— WHAT YOU WILL DO —
In the entries below, find each line with the string "changed" and copy it.

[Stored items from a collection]
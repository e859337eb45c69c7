//! Recurring retention sweeps.
//!
//! [`RetentionScheduler::run`] is the single timer that drives sweeps. Each sweep runs on the
//! blocking pool and is awaited before the next tick is considered, so two sweeps never run at
//! the same time. Missed ticks are delayed rather than bunched up.

use crate::config::StorageConfig;
use facility_files::{RetentionSweeper, SweepReport};
use std::time::Duration;
use tokio::sync::watch;
use tokio::time::MissedTickBehavior;

/// Runs a [`RetentionSweeper`] on a fixed interval until told to stop.
#[derive(Debug, Clone)]
pub struct RetentionScheduler {
    sweeper: RetentionSweeper,
    interval: Duration,
}

impl RetentionScheduler {
    pub fn new(sweeper: RetentionSweeper, interval: Duration) -> Self {
        Self { sweeper, interval }
    }

    pub fn from_config(config: &StorageConfig) -> Self {
        Self::new(
            RetentionSweeper::new(&config.path_policy(), config.retention_days()),
            config.sweep_interval(),
        )
    }

    pub fn interval(&self) -> Duration {
        self.interval
    }

    /// Sweeps immediately, then once per interval, until `shutdown` becomes `true` or its
    /// sender is dropped. Returns the number of sweeps started.
    ///
    /// Shutdown is observed between sweeps. A sweep in progress is allowed to finish; if the
    /// process exits first, the partially swept tree is still valid.
    pub async fn run(self, mut shutdown: watch::Receiver<bool>) -> usize {
        let mut ticker = tokio::time::interval(self.interval);
        ticker.set_missed_tick_behavior(MissedTickBehavior::Delay);

        tracing::info!(
            interval_secs = self.interval.as_secs(),
            retention_days = self.sweeper.retention_days(),
            photos_root = %self.sweeper.photos_root().display(),
            "retention scheduler started"
        );

        let mut sweeps = 0usize;
        loop {
            if *shutdown.borrow() {
                break;
            }

            tokio::select! {
                biased;
                changed = shutdown.changed() => {
                    if changed.is_err() {
                        break;
                    }
                }
                _ = ticker.tick() => {
                    sweeps += 1;
                    self.run_once().await;
                }
            }
        }

        tracing::info!(sweeps, "retention scheduler stopped");
        sweeps
    }

    /// Runs a single sweep on the blocking pool.
    ///
    /// Returns `None` if the sweep task panicked; the panic is logged and not propagated, so a
    /// single bad sweep cannot stop future ones.
    pub async fn run_once(&self) -> Option<SweepReport> {
        let sweeper = self.sweeper.clone();
        match tokio::task::spawn_blocking(move || sweeper.sweep()).await {
            Ok(report) => Some(report),
            Err(e) => {
                tracing::error!(error = %e, "retention sweep task failed");
                None
            }
        }
    }
}
//! Photo retention sweep.
//!
//! A sweep walks `<root>/photos` depth-first, deletes regular files whose modification time is
//! strictly older than `now - retention_days`, and removes directories left empty by that, so the
//! tree does not accumulate empty facility and date shells.
//!
//! # Guarantees
//!
//! - Only the photos subtree is opened. Receipts are excluded by construction, not by age.
//! - Symbolic links are never followed or deleted.
//! - Directories are removed with [`fs::remove_dir`] only, which never deletes a directory that is
//!   non-empty at the moment of removal. An upload whose target directory is pruned before its
//!   file lands recreates the directory itself.
//! - A missing photos root is a no-op.
//! - A failure to read or delete one entry is logged and that branch is skipped. The sweep never
//!   returns an error.
//! - Running a sweep twice with no changes in between deletes nothing the second time.
//!
//! Abandoning a sweep part-way (for example at shutdown) leaves a valid tree; the next sweep
//! finishes the job.

use crate::paths::PathPolicy;
use chrono::{DateTime, Duration, Utc};
use std::fs;
use std::io::ErrorKind;
use std::path::{Path, PathBuf};
use std::time::SystemTime;

/// Outcome of one sweep.
#[derive(Debug, Clone, Copy, PartialEq, Eq, serde::Serialize)]
pub struct SweepReport {
    /// Files strictly older than this instant were eligible for deletion
    pub cutoff: DateTime<Utc>,
    pub deleted_files: usize,
    pub removed_dirs: usize,
    /// Entries that could not be read or deleted and were skipped
    pub failed_entries: usize,
}

impl SweepReport {
    fn empty(cutoff: DateTime<Utc>) -> Self {
        Self {
            cutoff,
            deleted_files: 0,
            removed_dirs: 0,
            failed_entries: 0,
        }
    }

    pub fn deleted_count(&self) -> usize {
        self.deleted_files
    }
}

/// `now` minus `retention_days` whole days, clamped to the earliest representable instant.
pub fn retention_cutoff(now: DateTime<Utc>, retention_days: u32) -> DateTime<Utc> {
    now.checked_sub_signed(Duration::days(i64::from(retention_days)))
        .unwrap_or(DateTime::<Utc>::MIN_UTC)
}

/// Deletes expired photos under `storage_root`.
pub fn sweep(storage_root: &Path, retention_days: u32, now: DateTime<Utc>) -> SweepReport {
    RetentionSweeper::new(&PathPolicy::new(storage_root, None), retention_days).sweep_at(now)
}

/// Expires photos older than the retention window.
#[derive(Debug, Clone, PartialEq, Eq)]
pub struct RetentionSweeper {
    photos_root: PathBuf,
    retention_days: u32,
}

impl RetentionSweeper {
    pub fn new(paths: &PathPolicy, retention_days: u32) -> Self {
        Self {
            photos_root: paths.photos_root(),
            retention_days,
        }
    }

    pub fn retention_days(&self) -> u32 {
        self.retention_days
    }

    pub fn photos_root(&self) -> &Path {
        &self.photos_root
    }

    /// Sweeps with the current time.
    pub fn sweep(&self) -> SweepReport {
        self.sweep_at(Utc::now())
    }

    /// Sweeps as if the current time were `now`. The cutoff is recomputed on every call.
    pub fn sweep_at(&self, now: DateTime<Utc>) -> SweepReport {
        let cutoff = retention_cutoff(now, self.retention_days);
        let mut report = SweepReport::empty(cutoff);

        match fs::symlink_metadata(&self.photos_root) {
            Ok(meta) if meta.is_dir() => {}
            Ok(_) => {
                tracing::warn!(
                    path = %self.photos_root.display(),
                    "photos root is not a directory, skipping sweep"
                );
                return report;
            }
            Err(e) if e.kind() == ErrorKind::NotFound => {
                tracing::debug!(
                    path = %self.photos_root.display(),
                    "photos root does not exist yet, nothing to sweep"
                );
                return report;
            }
            Err(e) => {
                tracing::warn!(
                    path = %self.photos_root.display(),
                    error = %e,
                    "cannot inspect photos root, skipping sweep"
                );
                report.failed_entries = 1;
                return report;
            }
        }

        // The photos root itself is kept even when it ends up empty.
        let summary = sweep_dir(&self.photos_root, SystemTime::from(cutoff));
        report.deleted_files = summary.deleted_files;
        report.removed_dirs = summary.removed_dirs;
        report.failed_entries = summary.failed_entries;

        tracing::info!(
            cutoff = %cutoff,
            deleted_files = report.deleted_files,
            removed_dirs = report.removed_dirs,
            failed_entries = report.failed_entries,
            "photo retention sweep finished"
        );
        report
    }
}

/// Per-directory result of [`sweep_dir`].
#[derive(Debug, Default)]
struct DirSummary {
    deleted_files: usize,
    removed_dirs: usize,
    failed_entries: usize,
    /// Entries still present (or of unknown state) after the sweep
    remaining: usize,
}

impl DirSummary {
    fn is_empty(&self) -> bool {
        self.remaining == 0
    }

    fn absorb_counts(&mut self, child: &DirSummary) {
        self.deleted_files += child.deleted_files;
        self.removed_dirs += child.removed_dirs;
        self.failed_entries += child.failed_entries;
    }
}

enum FileOutcome {
    Deleted,
    Kept,
    /// Already removed by someone else
    Gone,
    Failed,
}

/// Sweeps one directory, children first.
///
/// Subdirectories are swept and, if left empty, removed before this directory's own emptiness is
/// decided, so a chain of directories emptied by the sweep collapses in one pass.
fn sweep_dir(dir: &Path, cutoff: SystemTime) -> DirSummary {
    let mut summary = DirSummary::default();

    let entries = match fs::read_dir(dir) {
        Ok(entries) => entries,
        Err(e) if e.kind() == ErrorKind::NotFound => return summary,
        Err(e) => {
            tracing::warn!(path = %dir.display(), error = %e, "cannot read directory, skipping");
            summary.failed_entries += 1;
            summary.remaining += 1;
            return summary;
        }
    };

    for entry in entries {
        let entry = match entry {
            Ok(entry) => entry,
            Err(e) => {
                tracing::warn!(path = %dir.display(), error = %e, "cannot read directory entry");
                summary.failed_entries += 1;
                summary.remaining += 1;
                continue;
            }
        };
        let path = entry.path();

        let file_type = match entry.file_type() {
            Ok(file_type) => file_type,
            Err(e) => {
                tracing::warn!(path = %path.display(), error = %e, "cannot stat entry");
                summary.failed_entries += 1;
                summary.remaining += 1;
                continue;
            }
        };

        if file_type.is_dir() {
            let child = sweep_dir(&path, cutoff);
            summary.absorb_counts(&child);
            if !child.is_empty() || !remove_empty_dir(&path, &mut summary) {
                summary.remaining += 1;
            }
        } else if file_type.is_file() {
            match sweep_file(&path, &entry, cutoff) {
                FileOutcome::Deleted => summary.deleted_files += 1,
                FileOutcome::Gone => {}
                FileOutcome::Kept => summary.remaining += 1,
                FileOutcome::Failed => {
                    summary.failed_entries += 1;
                    summary.remaining += 1;
                }
            }
        } else {
            // Symlinks and special files are left alone.
            summary.remaining += 1;
        }
    }

    summary
}

/// Returns true if the directory no longer exists afterwards.
fn remove_empty_dir(path: &Path, summary: &mut DirSummary) -> bool {
    match fs::remove_dir(path) {
        Ok(()) => {
            tracing::debug!(path = %path.display(), "pruned empty directory");
            summary.removed_dirs += 1;
            true
        }
        Err(e) if e.kind() == ErrorKind::NotFound => true,
        Err(e) => {
            let gained_entries = fs::read_dir(path)
                .map(|mut entries| entries.next().is_some())
                .unwrap_or(false);
            if gained_entries {
                tracing::debug!(path = %path.display(), "directory received new entries during sweep");
            } else {
                tracing::warn!(path = %path.display(), error = %e, "cannot remove empty directory");
                summary.failed_entries += 1;
            }
            false
        }
    }
}

fn sweep_file(path: &Path, entry: &fs::DirEntry, cutoff: SystemTime) -> FileOutcome {
    let modified = match entry.metadata().and_then(|meta| meta.modified()) {
        Ok(modified) => modified,
        Err(e) if e.kind() == ErrorKind::NotFound => return FileOutcome::Gone,
        Err(e) => {
            tracing::warn!(path = %path.display(), error = %e, "cannot read modification time");
            return FileOutcome::Failed;
        }
    };

    if modified >= cutoff {
        return FileOutcome::Kept;
    }

    match fs::remove_file(path) {
        Ok(()) => {
            tracing::debug!(path = %path.display(), "deleted expired photo");
            FileOutcome::Deleted
        }
        Err(e) if e.kind() == ErrorKind::NotFound => FileOutcome::Gone,
        Err(e) => {
            tracing::warn!(path = %path.display(), error = %e, "cannot delete expired photo");
            FileOutcome::Failed
        }
    }
}
//! Facility File Storage
//!
//! This crate stores the photos and receipts uploaded against facility cleaning visits, and
//! reclaims disk space by expiring old photos.
//!
//! ## Storage Layout
//!
//! ```text
//! <storage_root>/
//! ├── photos/
//! │   └── <facility_id>/
//! │       └── <YYYY-MM-DD>/
//! │           └── <unix_millis>-<random_hex>.<ext>
//! └── receipts/
//!     └── <facility_id>/
//!         └── <YYYY-MM>/
//!             └── <unix_millis>-<random_hex>.<ext>
//! ```
//!
//! ## Components
//!
//! - [`PathPolicy`] maps a facility and a period to a directory and derives public URLs
//! - [`FilenameGenerator`] produces collision-resistant names that never echo user input
//! - [`TypeValidator`] checks the declared MIME type and the extension against a category
//! - [`BlobStore`] ties the above together on the upload write path
//! - [`RetentionSweeper`] deletes expired photos and prunes empty directories
//!
//! Receipts are never deleted by this crate.
//!
//! ## Example Usage
//!
//! ```no_run
//! use facility_files::{BlobStore, PathPolicy, UploadCategory, UploadRequest};
//!
//! # fn main() -> Result<(), Box<dyn std::error::Error>> {
//! let store = BlobStore::new(PathPolicy::new("uploads_dev", None));
//! let stored = store.store(&UploadRequest {
//!     bytes: b"...",
//!     original_name: "before.jpg",
//!     mime_type: "image/jpeg",
//!     category: UploadCategory::Photo,
//!     facility_id: "42",
//!     period: "2024-03-15",
//! })?;
//! println!("{}", stored.public_url);
//! # Ok(())
//! # }
//! ```

mod category;
mod constants;
mod filename;
mod paths;
mod retention;
mod store;

use std::path::PathBuf;

pub use category::{TypeValidator, UnknownCategory, UploadCategory};
pub use constants::{PHOTOS_DIR_NAME, RANDOM_SUFFIX_BYTES, RECEIPTS_DIR_NAME};
pub use facility_types::{FacilityId, LocationError, ReceiptMonth, VisitDate};
pub use filename::{extension_of, FilenameGenerator, RandomSource, ThreadRngSource};
pub use paths::PathPolicy;
pub use retention::{retention_cutoff, sweep, RetentionSweeper, SweepReport};
pub use store::{ensure_dir, BlobStore, StoredObject, UploadRequest};

/// Errors that can occur while storing a file
///
/// Every variant is terminal for the request that produced it; nothing is retried internally.
#[derive(Debug, thiserror::Error)]
pub enum FilesError {
    /// The declared MIME type or the file extension is not allowed for the category
    #[error("unsupported file type: {message}", message = category.rejection_message())]
    UnsupportedType { category: UploadCategory },

    /// Facility id, date or month is malformed
    #[error("invalid location: {0}")]
    InvalidLocationArgs(#[from] LocationError),

    /// The target directory could not be created
    #[error("failed to create directory {path}: {source}", path = path.display())]
    DirectoryCreateFailed {
        path: PathBuf,
        #[source]
        source: std::io::Error,
    },

    /// The payload could not be written
    #[error("failed to write {path}: {source}", path = path.display())]
    WriteFailed {
        path: PathBuf,
        #[source]
        source: std::io::Error,
    },

    /// A file already exists at the generated path; it is left untouched
    #[error("refusing to overwrite existing file {}", .0.display())]
    WriteConflict(PathBuf),

    /// Path is not inside the storage root (or cannot be expressed as a URL)
    #[error("invalid path: {0}")]
    InvalidPath(String),
}

pub type FilesResult<T> = std::result::Result<T, FilesError>;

— ANSWER FOR THE TASK —
                changed = shutdown.changed() => {
                    if changed.is_err() {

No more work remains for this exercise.